Depuis le jour où le général Guerrero s’était présenté à la Mission, accompagné du père Séraphin, le comte, par un sentiment de convenance, n’avait pas revu doña Angela, sur laquelle cependant il veillait avec la plus grande sollicitude. La jeune fille avait apprécié cette délicatesse et de son côté n’avait pas cherché à le revoir. Elle avait fait la route de la mission à la Magdalena, dans un palanquin fermé, et une cabane lui avait été élevée à peu de distance de celle du comte.

À peine l’autorisation demandée par les autorités du pueblo fut-elle accordée, que le camp des aventuriers devint pour les habitants un but, ou, pour être plus vrai, le seul but de promenade.
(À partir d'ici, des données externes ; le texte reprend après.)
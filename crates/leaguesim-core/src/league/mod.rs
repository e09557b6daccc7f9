// League data model: teams, fixtures, standings rows, and roster import.

pub mod fixture;
pub mod import;
pub mod standing;
pub mod team;
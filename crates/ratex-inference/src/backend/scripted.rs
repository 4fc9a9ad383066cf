//! Canned completions for tests and offline replays.

use std::collections::VecDeque;
use std::path::Path;
use std::sync::Mutex;

use tracing::debug;

use crate::error::InferenceError;
use crate::{GenerationRequest, Result, TextGenerator};

/// A request as seen by [`ScriptedBackend`].
#[derive(Debug, Clone, PartialEq)]
pub struct RecordedRequest {
    pub model_id: String,
    pub prompt: String,
    pub max_tokens: u32,
    pub temperature: f32,
}

/// Backend that answers from a fixed list of completions.
///
/// Completions are handed out in order. Once only one is left it is
/// repeated for every further call, so a single canned answer serves any
/// number of requests. Every request is recorded for later inspection.
pub struct ScriptedBackend {
    responses: Mutex<VecDeque<String>>,
    calls: Mutex<Vec<RecordedRequest>>,
}

impl ScriptedBackend {
    /// Create a backend from a sequence of completions.
    pub fn new<I, S>(responses: I) -> Self
    where
        I: IntoIterator<Item = S>,
        S: Into<String>,
    {
        Self {
            responses: Mutex::new(responses.into_iter().map(Into::into).collect()),
            calls: Mutex::new(Vec::new()),
        }
    }

    /// Load a single completion from a file and replay it for every call.
    pub fn from_file<P: AsRef<Path>>(path: P) -> Result<Self> {
        let path = path.as_ref();
        debug!("Loading scripted completion from: {}", path.display());
        let text = std::fs::read_to_string(path)?;
        Ok(Self::new([text]))
    }

    /// All requests received so far.
    pub fn calls(&self) -> Vec<RecordedRequest> {
        self.calls
            .lock()
            .map(|calls| calls.clone())
            .unwrap_or_default()
    }

    /// Number of requests received so far.
    pub fn call_count(&self) -> usize {
        self.calls.lock().map(|calls| calls.len()).unwrap_or(0)
    }
}

impl TextGenerator for ScriptedBackend {
    fn generate(&self, request: &GenerationRequest<'_>) -> Result<String> {
        if let Ok(mut calls) = self.calls.lock() {
            calls.push(RecordedRequest {
                model_id: request.model_id.to_string(),
                prompt: request.prompt.to_string(),
                max_tokens: request.max_tokens,
                temperature: request.temperature,
            });
        }

        let mut responses = self
            .responses
            .lock()
            .map_err(|_| InferenceError::Exhausted)?;

        match responses.len() {
            0 => Err(InferenceError::Exhausted),
            1 => Ok(responses[0].clone()),
            _ => responses.pop_front().ok_or(InferenceError::Exhausted),
        }
    }

    fn name(&self) -> &str {
        "scripted"
    }
}
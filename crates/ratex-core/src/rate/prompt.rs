//! Few-shot completion prompt construction.

use std::io;

use lazy_static::lazy_static;
use rust_decimal::Decimal;
use serde::Serialize;
use serde_json::ser::Formatter;

use crate::models::rate::SupplierRate;

/// Fixed instruction block naming every output field.
pub const INSTRUCTIONS: &str = "You are a tourism supplier parser.\n\
Extract the following fields and return ONLY valid JSON (no prose):\n\
supplier_name (string), location (string), room_type (string), price (number), currency (3-letter code), \
valid_from (YYYY-MM-DD), valid_to (YYYY-MM-DD), extras (list of strings).\n\n\
Use the examples to match the exact JSON shape.\n\n";

/// Suffix appended for the strict retry.
pub const STRICT_SUFFIX: &str = "\nReturn ONLY JSON. No comments. No backticks. No extra text.\n";

/// An input text paired with the record it should produce.
#[derive(Debug, Clone)]
pub struct FewShotExample {
    pub input: &'static str,
    pub output: SupplierRate,
}

impl FewShotExample {
    fn render(&self) -> String {
        // Serializing a plain struct of strings and numbers cannot fail.
        let output = to_spaced_json(&self.output).unwrap_or_default();
        format!(
            "### Example Input\n{}\n### Example Output\n{}",
            self.input, output
        )
    }
}

/// Single-line JSON with `", "` and `": "` separators.
struct SpacedFormatter;

impl Formatter for SpacedFormatter {
    fn begin_array_value<W>(&mut self, writer: &mut W, first: bool) -> io::Result<()>
    where
        W: ?Sized + io::Write,
    {
        if first { Ok(()) } else { writer.write_all(b", ") }
    }

    fn begin_object_key<W>(&mut self, writer: &mut W, first: bool) -> io::Result<()>
    where
        W: ?Sized + io::Write,
    {
        if first { Ok(()) } else { writer.write_all(b", ") }
    }

    fn begin_object_value<W>(&mut self, writer: &mut W) -> io::Result<()>
    where
        W: ?Sized + io::Write,
    {
        writer.write_all(b": ")
    }
}

fn to_spaced_json<T: Serialize>(value: &T) -> serde_json::Result<String> {
    let mut buf = Vec::new();
    let mut ser = serde_json::Serializer::with_formatter(&mut buf, SpacedFormatter);
    value.serialize(&mut ser)?;
    Ok(String::from_utf8_lossy(&buf).into_owned())
}

lazy_static! {
    pub static ref FEW_SHOT_EXAMPLES: [FewShotExample; 2] = [
        FewShotExample {
            input: "Luxury Stay Hotel, Queenstown\nDeluxe Suite $250/night (NZD). Valid: 1–15 Dec 2025. Includes breakfast, WiFi.",
            output: SupplierRate {
                supplier_name: "Luxury Stay Hotel".to_string(),
                location: "Queenstown, NZ".to_string(),
                room_type: "Deluxe Suite".to_string(),
                price: Decimal::from(250),
                currency: "NZD".to_string(),
                valid_from: "2025-12-01".to_string(),
                valid_to: "2025-12-15".to_string(),
                extras: vec!["breakfast".to_string(), "wifi".to_string()],
            },
        },
        FewShotExample {
            input: "Ocean Breeze Resort - Gold Coast\nOcean View King | AUD 320 per night\nDates: Jan 10 - Jan 20, 2026\nExtras: Parking included. Free cancellation before Jan 5.",
            output: SupplierRate {
                supplier_name: "Ocean Breeze Resort".to_string(),
                location: "Gold Coast, AU".to_string(),
                room_type: "Ocean View King".to_string(),
                price: Decimal::from(320),
                currency: "AUD".to_string(),
                valid_from: "2026-01-10".to_string(),
                valid_to: "2026-01-20".to_string(),
                extras: vec!["parking".to_string(), "free cancellation".to_string()],
            },
        },
    ];

    static ref RENDERED_SHOTS: String = FEW_SHOT_EXAMPLES
        .iter()
        .map(FewShotExample::render)
        .collect::<Vec<_>>()
        .join("\n\n");
}

/// Build the completion prompt for already-normalized text.
pub fn build_prompt(text: &str) -> String {
    format!(
        "{}{}\n\n### Now Parse This\n{}\n### JSON Output\n",
        INSTRUCTIONS, *RENDERED_SHOTS, text
    )
}

/// Append the strict-retry instruction to a prompt.
pub fn strict_prompt(prompt: &str) -> String {
    format!("{}{}", prompt, STRICT_SUFFIX)
}

#[cfg(test)]
mod tests {
    use super::*;

    #[test]
    fn test_prompt_layout() {
        let prompt = build_prompt("Some Lodge, Cairns");

        assert!(prompt.starts_with("You are a tourism supplier parser."));
        assert_eq!(prompt.matches("### Example Input").count(), 2);
        assert_eq!(prompt.matches("### Example Output").count(), 2);
        assert!(prompt.ends_with("### Now Parse This\nSome Lodge, Cairns\n### JSON Output\n"));

        let instructions_end = prompt.find("### Example Input").unwrap();
        let now_parse = prompt.find("### Now Parse This").unwrap();
        assert!(instructions_end < now_parse);
    }

    #[test]
    fn test_examples_rendered_as_spaced_json() {
        let prompt = build_prompt("x");
        assert!(prompt.contains(
            r#"{"supplier_name": "Ocean Breeze Resort", "location": "Gold Coast, AU", "room_type": "Ocean View King", "price": 320, "currency": "AUD", "valid_from": "2026-01-10", "valid_to": "2026-01-20", "extras": ["parking", "free cancellation"]}"#
        ));
    }

    #[test]
    fn test_spaced_json_nested() {
        let value = serde_json::json!({"a": [1, 2], "b": {"c": "x, y"}});
        assert_eq!(
            to_spaced_json(&value).unwrap(),
            r#"{"a": [1, 2], "b": {"c": "x, y"}}"#
        );
    }

    #[test]
    fn test_prompt_is_deterministic() {
        assert_eq!(build_prompt("abc"), build_prompt("abc"));
    }

    #[test]
    fn test_strict_prompt_extends_prompt() {
        let prompt = build_prompt("abc");
        let strict = strict_prompt(&prompt);
        assert!(strict.starts_with(&prompt));
        assert!(strict.ends_with("Return ONLY JSON. No comments. No backticks. No extra text.\n"));
    }
}
//! Batch command - extract rates from many text files.

use std::fs;
use std::path::{Path, PathBuf};
use std::sync::atomic::{AtomicBool, Ordering};
use std::sync::Arc;
use std::time::Instant;

use clap::Args;
use console::style;
use glob::glob;
use indicatif::{ProgressBar, ProgressStyle};
use tokio::sync::Semaphore;
use tracing::{debug, error, warn};

use ratex_core::{ExtractionResult, RatePipeline, TextGenerator};

use super::extract::{format_rate, OutputFormat};
use super::{load_config, ModelArgs};

/// Arguments for the batch command.
#[derive(Args)]
pub struct BatchArgs {
    /// Glob pattern of input text files
    #[arg(required = true)]
    input: String,

    /// Output directory
    #[arg(short, long, default_value = "outputs")]
    output_dir: PathBuf,

    /// Output format for each file
    #[arg(short, long, value_enum, default_value = "json")]
    format: OutputFormat,

    /// Also generate a summary CSV
    #[arg(long)]
    summary: bool,

    /// Number of parallel extractions
    #[arg(short = 'j', long, default_value = "4")]
    jobs: usize,

    /// Continue on error
    #[arg(long)]
    continue_on_error: bool,

    #[command(flatten)]
    model: ModelArgs,
}

/// Result of processing a single file.
struct FileResult {
    path: PathBuf,
    extraction: Option<ExtractionResult>,
    error: Option<String>,
    processing_time_ms: u64,
}

type SharedPipeline = Arc<RatePipeline<Box<dyn TextGenerator>>>;

pub async fn run(args: BatchArgs, config_path: Option<&str>) -> anyhow::Result<()> {
    let start = Instant::now();

    let mut config = load_config(config_path)?;
    args.model.apply(&mut config)?;

    let files: Vec<PathBuf> = glob(&args.input)?
        .filter_map(|r| r.ok())
        .filter(|p| {
            let ext = p.extension().and_then(|e| e.to_str()).unwrap_or("");
            ext.eq_ignore_ascii_case("txt")
        })
        .collect();

    if files.is_empty() {
        anyhow::bail!("No matching .txt files found for pattern: {}", args.input);
    }

    println!(
        "{} Found {} files to process",
        style("ℹ").blue(),
        files.len()
    );

    fs::create_dir_all(&args.output_dir)?;

    let model = args.model.clone();
    let pipeline_config = config.clone();
    let pipeline: SharedPipeline = Arc::new(
        tokio::task::spawn_blocking(move || model.build_pipeline(&pipeline_config)).await??,
    );

    let overall_pb = ProgressBar::new(files.len() as u64);
    overall_pb.set_style(
        ProgressStyle::default_bar()
            .template("{spinner:.green} [{elapsed_precise}] [{bar:40.cyan/blue}] {pos}/{len} files")?
            .progress_chars("=>-"),
    );

    let semaphore = Arc::new(Semaphore::new(args.jobs.max(1)));
    let stop = Arc::new(AtomicBool::new(false));
    let mut handles = Vec::with_capacity(files.len());

    for path in files {
        let permit = Arc::clone(&semaphore).acquire_owned().await?;
        if stop.load(Ordering::SeqCst) {
            break;
        }

        let pipeline = Arc::clone(&pipeline);
        let stop = Arc::clone(&stop);
        let continue_on_error = args.continue_on_error;
        let model_id = config.model.model_id.clone();
        let pb = overall_pb.clone();

        handles.push(tokio::task::spawn_blocking(move || {
            let _permit = permit;
            // Another file already failed; leave this one untouched.
            if stop.load(Ordering::SeqCst) {
                return None;
            }

            let file_start = Instant::now();
            let result = extract_file(&path, &pipeline, &model_id);
            pb.inc(1);

            let processing_time_ms = file_start.elapsed().as_millis() as u64;
            Some(match result {
                Ok(extraction) => FileResult {
                    path,
                    extraction: Some(extraction),
                    error: None,
                    processing_time_ms,
                },
                Err(e) => {
                    if !continue_on_error {
                        stop.store(true, Ordering::SeqCst);
                    }
                    FileResult {
                        path,
                        extraction: None,
                        error: Some(e.to_string()),
                        processing_time_ms,
                    }
                }
            })
        }));
    }

    let mut results = Vec::with_capacity(handles.len());
    for handle in handles {
        if let Some(result) = handle.await? {
            if let Some(error_msg) = &result.error {
                if args.continue_on_error {
                    warn!("Failed to process {}: {}", result.path.display(), error_msg);
                } else {
                    error!("Failed to process {}: {}", result.path.display(), error_msg);
                }
            }
            results.push(result);
        }
    }

    let successful: Vec<_> = results.iter().filter(|r| r.extraction.is_some()).collect();
    let failed: Vec<_> = results.iter().filter(|r| r.error.is_some()).collect();

    let extension = match args.format {
        OutputFormat::Json => "json",
        OutputFormat::Csv => "csv",
        OutputFormat::Text => "txt",
    };

    for result in &successful {
        if let Some(extraction) = &result.extraction {
            let output_name = result
                .path
                .file_stem()
                .and_then(|s| s.to_str())
                .unwrap_or("rate");
            let output_path = args.output_dir.join(format!("{}.{}", output_name, extension));

            let content = format_rate(&extraction.rate, args.format, config.output.pretty)?;
            fs::write(&output_path, content)?;
            debug!("Wrote output to {}", output_path.display());
        }
    }

    if !args.continue_on_error {
        if let Some(first) = failed.first() {
            overall_pb.abandon();
            anyhow::bail!(
                "Processing failed for {}: {}",
                first.path.display(),
                first.error.as_deref().unwrap_or("unknown error")
            );
        }
    }

    overall_pb.finish_with_message("Complete");

    if args.summary {
        let summary_path = args.output_dir.join("summary.csv");
        write_summary(&summary_path, &results)?;
        println!(
            "{} Summary written to {}",
            style("✓").green(),
            summary_path.display()
        );
    }

    println!();
    println!(
        "{} Processed {} files in {:?}",
        style("✓").green(),
        results.len(),
        start.elapsed()
    );
    println!(
        "   {} successful, {} failed",
        style(successful.len()).green(),
        style(failed.len()).red()
    );

    if !failed.is_empty() {
        println!();
        println!("{}", style("Failed files:").red());
        for result in &failed {
            println!(
                "  - {}: {}",
                result.path.display(),
                result.error.as_deref().unwrap_or("unknown error")
            );
        }
    }

    Ok(())
}

fn extract_file(
    path: &Path,
    pipeline: &SharedPipeline,
    model_id: &str,
) -> anyhow::Result<ExtractionResult> {
    let raw = fs::read_to_string(path)?;
    if raw.trim().is_empty() {
        anyhow::bail!("Input file is empty");
    }
    Ok(pipeline.extract(&raw, model_id)?)
}

fn write_summary(path: &Path, results: &[FileResult]) -> anyhow::Result<()> {
    let mut wtr = csv::Writer::from_path(path)?;

    wtr.write_record([
        "filename",
        "status",
        "supplier_name",
        "location",
        "room_type",
        "price",
        "currency",
        "valid_from",
        "valid_to",
        "nights",
        "extras",
        "attempts",
        "processing_time_ms",
        "error",
    ])?;

    for result in results {
        let filename = result
            .path
            .file_name()
            .and_then(|s| s.to_str())
            .unwrap_or("");

        if let Some(extraction) = &result.extraction {
            let rate = &extraction.rate;
            wtr.write_record([
                filename,
                "success",
                &rate.supplier_name,
                &rate.location,
                &rate.room_type,
                &rate.price.to_string(),
                &rate.currency,
                &rate.valid_from,
                &rate.valid_to,
                &rate.nights().map(|n| n.to_string()).unwrap_or_default(),
                &rate.extras.join("; "),
                &extraction.attempts.to_string(),
                &result.processing_time_ms.to_string(),
                "",
            ])?;
        } else {
            wtr.write_record([
                filename,
                "error",
                "",
                "",
                "",
                "",
                "",
                "",
                "",
                "",
                "",
                "",
                &result.processing_time_ms.to_string(),
                result.error.as_deref().unwrap_or(""),
            ])?;
        }
    }

    wtr.flush()?;
    Ok(())
}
La foule, avide de voir de plus près ces hommes audacieux qui ne craignaient pas, si faible que fût leur nombre, de déclarer hautement la guerre au gouvernement de Mexico, se porta en masse vers l’endroit occupé par eux.

Las aventuriers reçurent les visiteurs avec cet entrain, cette rondeur et cette gaîté narquoise qui distingue le caractère français, et qui leur conquit en quelques heures à peine les sympathies des Sonoriens, qui, plus ils les voyaient, plus ils voulaient les voir, et ne se rassasiaient pas d’admirer leurs insouciance et surtout leur imperturbable conviction dans la réussite de l’expédition.

Cependant la nuit approchait, le soleil déclinait rapidement à l’horizon, lorsque don Cornelio, qui remplissait les fonctions d’aide de camp du comte, souleva le rideau de sa tente et lui annonça qu’un officier supérieur, se disant chargé d’une mission auprès de lui, demandait à lui parler.

Don Luis donna l’ordre qu’il fût introduit ; le messager entra ; le comte le reconnut aussitôt, c’était le colonel Suarez.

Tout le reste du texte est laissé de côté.